The writer Yuval Noah Harari described thus the effects of this move: “Modernity is a surprisingly simple deal . . . [in which] humans agree to give up meaning in exchange for power.” If we understand “meaning” as the what and the why, form and ends, act and potency, this is precisely right. Discarding that older metaphysics shifted the purpose of human activity, especially of intellectual inquiry, away from the contemplation of God in his creation, toward the control and instrumentalization of that creation. As Charles Taylor has shown, the bracketing of God’s presence in the world led, in time, to God’s presumed disappearance. Increasingly, our activity in the world is understood to have no end beyond (as Bacon put it) “the relief of man’s estate,” or (in Descartes’s framing) to render us “masters and possessors of nature.”

In other words: We gave up seeing the meaning of the world in exchange for power over it. And what’s so intriguing about this trajectory is that until quite late in the picture, it remained a Christian one. Luther was trying not to expunge God from the world but to renew our relation to him. Hobbes may have reframed human society in terms of a single motivating force and external fear—power—but he wasn’t trying to abolish God. Nor was Descartes.

But the habitual opposition of the new science to the old metaphysics has become so ingrained that no one even realizes they’re walking over the graves of Aristotle and Aquinas to become masters and possessors of nature. This amnesia is all the more understandable in that the rewards have been abundant—indeed, are all around us today. Perhaps the closest we get to feeling uncomfortable about the trade-offs of exchanging meaning for power is when we are confronted with its side effects: pollution, strip-mined landscapes, depleted ecosystems, or the suffering of other species we have reordered as stuff, so as to exert our power over them regardless of their own nature, as in lab experiments or factory farming.

We were all more or less okay without formal or final cause, when it was just stuff out there in the world. We might feel, intuitively, that it’s not quite right that a pig is merely atoms arranged pig-wise, and would not substantially differ (at least in the modern sense of “substantially”) were those atoms arranged deli-meat-wise. It’s not us being ­rearranged, at the end of the day. But what happens when the same logic comes for people? Are we just atoms arranged human-wise?

Drawing on Charles Taylor, we can see how this conclusion is another corollary of God’s withdrawal from his creation. This departure prompted, ­Taylor argues, a corresponding shift in our account of the soul: from the medieval understanding of the soul as the form of the body to Locke’s “punctual self,” which exists only as a single point in one instant after another, then in due course to the rationalists’ “ghost in the machine,” and latterly to the still more ambiguous “self.”

Importantly—as the theologian Angela Franks shows in Body and Identity—our trajectory from “soul” to “self” was initially aided by the solvent power of Christian theology, working ­individuals free of the givens of their lives. But a further corollary of this retreat from givens, and from seeing ourselves in terms of form and ends, has been the temptation to apply the Baconian mindset to ourselves.

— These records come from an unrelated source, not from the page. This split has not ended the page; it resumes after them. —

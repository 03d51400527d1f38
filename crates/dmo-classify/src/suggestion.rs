//! # Heuristic Suggestion Engine
//!
//! Keyword heuristics over a free-text dataset descriptor. The engine
//! answers "what tier does this dataset probably need?" before any
//! question has been answered.
//!
//! ## Algorithm
//!
//! 1. Lower-case the descriptor.
//! 2. For every sensitivity tag, in table order, test each phrase for
//!    substring containment. Each hit increments the match count; the first
//!    five hits become indicators of the form `"tag: phrase"`.
//! 3. Map the match count through [`TierThresholds`].
//! 4. Risk score is `min(count / 10, 1.0)`. This is a saturating
//!    normalisation, not a probability.
//! 5. The category label comes from a separate first-match-wins table, with
//!    a fallback label when nothing matches.
//!
//! Output is advisory. It never feeds the resolver and never mutates an
//! assessment.

use std::path::Path;
use std::sync::OnceLock;

use dmo_core::{ClassificationLevel, DmoError};
use serde::{Deserialize, Serialize};
use thiserror::Error;

/// Maximum number of indicators reported per suggestion.
pub const MAX_INDICATORS: usize = 5;

/// Match count at which the risk score saturates at 1.0.
const RISK_SATURATION: f64 = 10.0;

// ─── Errors ──────────────────────────────────────────────────────────

/// Errors from loading or validating a rule set.
#[derive(Error, Debug)]
pub enum RulesError {
    #[error("failed to read suggestion rules from {path}: {source}")]
    Io {
        path: String,
        #[source]
        source: std::io::Error,
    },

    #[error("failed to parse suggestion rules: {0}")]
    Parse(#[from] serde_yaml::Error),

    #[error("invalid suggestion rules: {0}")]
    Invalid(String),
}

impl From<RulesError> for DmoError {
    fn from(err: RulesError) -> Self {
        DmoError::Config(err.to_string())
    }
}

// ─── Rule Set ────────────────────────────────────────────────────────

/// A tag and the phrases that count as evidence for it.
#[derive(Debug, Clone, PartialEq, Eq, Serialize, Deserialize)]
pub struct KeywordGroup {
    /// Indicator or category name reported when any phrase matches.
    pub tag: String,
    /// Lower-case phrases searched for as substrings of the descriptor.
    pub phrases: Vec<String>,
}

impl KeywordGroup {
    fn from_static(tag: &str, phrases: &[&str]) -> Self {
        Self {
            tag: tag.to_string(),
            phrases: phrases.iter().map(|p| p.to_string()).collect(),
        }
    }
}

/// Minimum match counts for each non-public tier.
#[derive(Debug, Clone, Copy, PartialEq, Eq, Serialize, Deserialize)]
pub struct TierThresholds {
    /// Matches needed for a TOP SECRET suggestion.
    pub top_secret: usize,
    /// Matches needed for a SECRET suggestion.
    pub secret: usize,
    /// Matches needed for a RESTRICTED suggestion. Fewer means PUBLIC.
    pub restricted: usize,
}

impl Default for TierThresholds {
    fn default() -> Self {
        Self {
            top_secret: 5,
            secret: 3,
            restricted: 1,
        }
    }
}

impl TierThresholds {
    /// Highest tier whose threshold `match_count` reaches.
    pub fn level_for(&self, match_count: usize) -> ClassificationLevel {
        if match_count >= self.top_secret {
            ClassificationLevel::TopSecret
        } else if match_count >= self.secret {
            ClassificationLevel::Secret
        } else if match_count >= self.restricted {
            ClassificationLevel::Restricted
        } else {
            ClassificationLevel::Public
        }
    }
}

/// Immutable keyword configuration for the suggestion engine.
///
/// Build with [`SuggestionRules::builtin`] or load from YAML. Loaded rule
/// sets are normalised and validated before they are returned, so a
/// `SuggestionRules` value in hand is always usable.
#[derive(Debug, Clone, PartialEq, Eq, Serialize, Deserialize)]
pub struct SuggestionRules {
    /// Sensitivity tags in match order.
    pub sensitivity: Vec<KeywordGroup>,
    /// Category labels in first-match-wins order.
    #[serde(default)]
    pub categories: Vec<KeywordGroup>,
    /// Category reported when no category group matches.
    #[serde(default = "default_fallback_category")]
    pub fallback_category: String,
    /// Match counts that map onto suggested tiers.
    #[serde(default)]
    pub thresholds: TierThresholds,
}

fn default_fallback_category() -> String {
    "General".to_string()
}

const SENSITIVITY_TABLE: &[(&str, &[&str])] = &[
    (
        "personal_id",
        &[
            "national id",
            "employee id",
            "customer id",
            "full name",
            "home address",
            "phone number",
            "date of birth",
            "passport",
            "email address",
            "contact details",
            "personal",
        ],
    ),
    (
        "financial",
        &[
            "salary",
            "bank account",
            "tax",
            "payroll",
            "revenue",
            "budget",
            "profit",
            "investment",
            "credit card",
            "financial",
        ],
    ),
    (
        "health",
        &[
            "medical",
            "health",
            "diagnosis",
            "patient",
            "disability",
            "insurance claim",
        ],
    ),
    (
        "security",
        &[
            "password",
            "access log",
            "login",
            "vulnerability",
            "security incident",
            "encryption key",
            "system configuration",
            "national security",
            "intelligence",
        ],
    ),
    (
        "strategic",
        &[
            "research",
            "innovation",
            "patent",
            "product specification",
            "strategic",
            "intellectual property",
            "merger",
            "acquisition",
        ],
    ),
];

const CATEGORY_TABLE: &[(&str, &[&str])] = &[
    (
        "HR",
        &["employee", "payroll", "staff", "personnel", "human resources"],
    ),
    (
        "Financial",
        &["financial", "revenue", "budget", "profit", "accounting", "invoice"],
    ),
    ("Customer", &["customer", "client", "purchase", "support ticket"]),
    (
        "Operations",
        &["log", "system", "operation", "inventory", "infrastructure"],
    ),
    (
        "Strategic",
        &["research", "innovation", "patent", "strategy", "strategic"],
    ),
];

impl SuggestionRules {
    /// The compiled-in rule set, built once.
    pub fn builtin() -> &'static SuggestionRules {
        static BUILTIN: OnceLock<SuggestionRules> = OnceLock::new();
        BUILTIN.get_or_init(Self::standard)
    }

    /// A fresh copy of the compiled-in rule set.
    pub fn standard() -> Self {
        let groups = |table: &[(&str, &[&str])]| {
            table
                .iter()
                .map(|(tag, phrases)| KeywordGroup::from_static(tag, phrases))
                .collect::<Vec<_>>()
        };
        Self {
            sensitivity: groups(SENSITIVITY_TABLE),
            categories: groups(CATEGORY_TABLE),
            fallback_category: default_fallback_category(),
            thresholds: TierThresholds::default(),
        }
    }

    /// Parse, normalise and validate a YAML rule set.
    pub fn from_yaml_str(yaml: &str) -> Result<Self, RulesError> {
        let mut rules: SuggestionRules = serde_yaml::from_str(yaml)?;
        rules.normalize();
        rules.validate()?;
        Ok(rules)
    }

    /// Load a YAML rule set from disk.
    pub fn from_path(path: impl AsRef<Path>) -> Result<Self, RulesError> {
        let path = path.as_ref();
        let yaml = std::fs::read_to_string(path).map_err(|source| RulesError::Io {
            path: path.display().to_string(),
            source,
        })?;
        let rules = Self::from_yaml_str(&yaml)?;
        tracing::info!(
            path = %path.display(),
            sensitivity_tags = rules.sensitivity.len(),
            categories = rules.categories.len(),
            "loaded suggestion rules"
        );
        Ok(rules)
    }

    fn normalize(&mut self) {
        for group in self.sensitivity.iter_mut().chain(self.categories.iter_mut()) {
            group.tag = group.tag.trim().to_string();
            for phrase in &mut group.phrases {
                *phrase = phrase.trim().to_lowercase();
            }
        }
        self.fallback_category = self.fallback_category.trim().to_string();
    }

    /// Check structural rules. Called by every loader.
    pub fn validate(&self) -> Result<(), RulesError> {
        if self.sensitivity.is_empty() {
            return Err(RulesError::Invalid(
                "at least one sensitivity tag is required".into(),
            ));
        }
        let tables = [
            ("sensitivity", &self.sensitivity),
            ("categories", &self.categories),
        ];
        for (table, groups) in tables {
            for group in groups {
                if group.tag.is_empty() {
                    return Err(RulesError::Invalid(format!("{table}: empty tag")));
                }
                if group.phrases.is_empty() {
                    return Err(RulesError::Invalid(format!(
                        "{table}: tag '{}' has no phrases",
                        group.tag
                    )));
                }
                if let Some(bad) = group
                    .phrases
                    .iter()
                    .find(|p| p.is_empty() || p.chars().any(char::is_uppercase))
                {
                    return Err(RulesError::Invalid(format!(
                        "{table}: tag '{}' has invalid phrase '{bad}'",
                        group.tag
                    )));
                }
            }
        }
        if self.fallback_category.is_empty() {
            return Err(RulesError::Invalid("fallback_category is empty".into()));
        }
        let t = self.thresholds;
        if t.restricted < 1 || t.secret <= t.restricted || t.top_secret <= t.secret {
            return Err(RulesError::Invalid(format!(
                "thresholds must be strictly descending and at least 1 \
                 (top_secret={}, secret={}, restricted={})",
                t.top_secret, t.secret, t.restricted
            )));
        }
        Ok(())
    }

    /// Run the engine over a descriptor.
    pub fn suggest(&self, text: &str) -> Suggestion {
        let haystack = text.to_lowercase();

        let mut match_count = 0usize;
        let mut indicators = Vec::new();
        for group in &self.sensitivity {
            for phrase in &group.phrases {
                if haystack.contains(phrase.as_str()) {
                    match_count += 1;
                    if indicators.len() < MAX_INDICATORS {
                        indicators.push(format!("{}: {}", group.tag, phrase));
                    }
                }
            }
        }

        let category = self
            .categories
            .iter()
            .find(|group| group.phrases.iter().any(|p| haystack.contains(p.as_str())))
            .map(|group| group.tag.clone())
            .unwrap_or_else(|| self.fallback_category.clone());

        Suggestion {
            category,
            indicators,
            risk_score: risk_score(match_count),
            match_count,
            suggested_level: self.thresholds.level_for(match_count),
        }
    }
}

fn risk_score(match_count: usize) -> f64 {
    (match_count as f64 / RISK_SATURATION).min(1.0)
}

/// Run the built-in rule set over a descriptor.
pub fn suggest(text: &str) -> Suggestion {
    SuggestionRules::builtin().suggest(text)
}

// ─── Output ──────────────────────────────────────────────────────────

/// Advisory output of the suggestion engine.
#[derive(Debug, Clone, PartialEq, Serialize, Deserialize)]
pub struct Suggestion {
    /// First matching category label, or the fallback.
    pub category: String,
    /// At most [`MAX_INDICATORS`] entries, in match order.
    pub indicators: Vec<String>,
    /// In `[0, 1]`.
    pub risk_score: f64,
    /// Number of sensitivity tags that matched.
    pub match_count: usize,
    /// Tier implied by `match_count` under the rule set's thresholds.
    pub suggested_level: ClassificationLevel,
}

This realization would become a central thesis in Feminism Against Progress. There, I argued that the point at which we began in earnest to technologize ourselves was the introduction of the contraceptive pill. The pill is distinct from ­previous medical innovations, in that it sets out not to cure illness but to block normal human health. You don’t take the pill in the hope of being restored to a more perfect expression of your substantial form and telos, but to “cure” yourself of the former, with the aim of severing the sexual act from the latter.

The implications of thus setting out to ­reengineer ourselves are numerous for women. I explored this theme at length in Feminism Against Progress. In doing so, I realized how difficult it was even to discuss this topic, without this missing metaphysical vocabulary. Long before I learned the term “substantial form,” it was clear to me that there exists a healthy human “normal,” which comes in two sexes and whose stable reality is the foundational premise of all medical interventions up to the pill. It also seemed clear that there is a difference in kind between medicines that seek to bring someone closer to that “normal,” and biomedical interventions that set out to interrupt, co-opt, or otherwise reorder that “normal” for “the relief of man’s estate,” or simply to serve individual preference.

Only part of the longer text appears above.